Crossposted from the AI Alignment Forum. May contain more technical jargon than usual.

It may not be feasible to make a mind that makes achievable many difficult goals in diverse domains, without the mind also itself having large and increasing effects on the world. That is, it may not be feasible to make a system that strongly possibilizes without strongly actualizing.

But suppose that this is feasible, and there is a mind M that strongly possibilizes without strongly actualizing. What happens if some mental elements of M start to act strategically, selecting, across any available domain, actions predicted to push the long-term future toward some specific outcome?

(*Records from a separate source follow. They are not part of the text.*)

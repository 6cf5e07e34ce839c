//! Configuration errors.

use crate::core::{EventId, StateId};
use thiserror::Error;

/// A single problem found while validating a machine configuration.
#[derive(Debug, Clone, Error, PartialEq)]
pub enum ConfigViolation {
    #[error("No states defined")]
    NoStates,

    #[error("State '{state}' is defined more than once")]
    DuplicateState { state: StateId },

    #[error("Initial state '{initial}' is not a configured state")]
    UnknownInitialState { initial: StateId },

    #[error("Transition '{event}' of state '{state}' targets unknown state '{target}'")]
    UnknownTargetState {
        state: StateId,
        event: EventId,
        target: StateId,
    },
}

/// Errors that can occur when loading or building a machine configuration.
#[derive(Debug, Clone, Error, PartialEq)]
pub enum ConfigError {
    #[error("No configuration supplied")]
    Missing,

    #[error("Initial state not specified. Call .initial(state) before .build()")]
    MissingInitialState,

    #[error("Failed to parse configuration: {0}")]
    Parse(String),

    #[error("Failed to serialize configuration: {0}")]
    Serialize(String),

    #[error("Invalid configuration: {}", join(.0))]
    Invalid(Vec<ConfigViolation>),
}

fn join(violations: &[ConfigViolation]) -> String {
    violations
        .iter()
        .map(ToString::to_string)
        .collect::<Vec<_>>()
        .join("; ")
}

The growth of M is like a forest or prairie that accumulates dry grass and trees over time. At some point a spark ignites a wildfire that consumes all the accumulated matter.

The spark of strategicness, if such a thing is possible, recruits the surrounding mental elements. Those surrounding mental elements, by hypothesis, make goals achievable. That means the wildfire can recruit these surrounding elements toward the wildfire's ultimate ends. By recruiting more dry matter to the wildfire, the wildfire burns hotter and spreads further.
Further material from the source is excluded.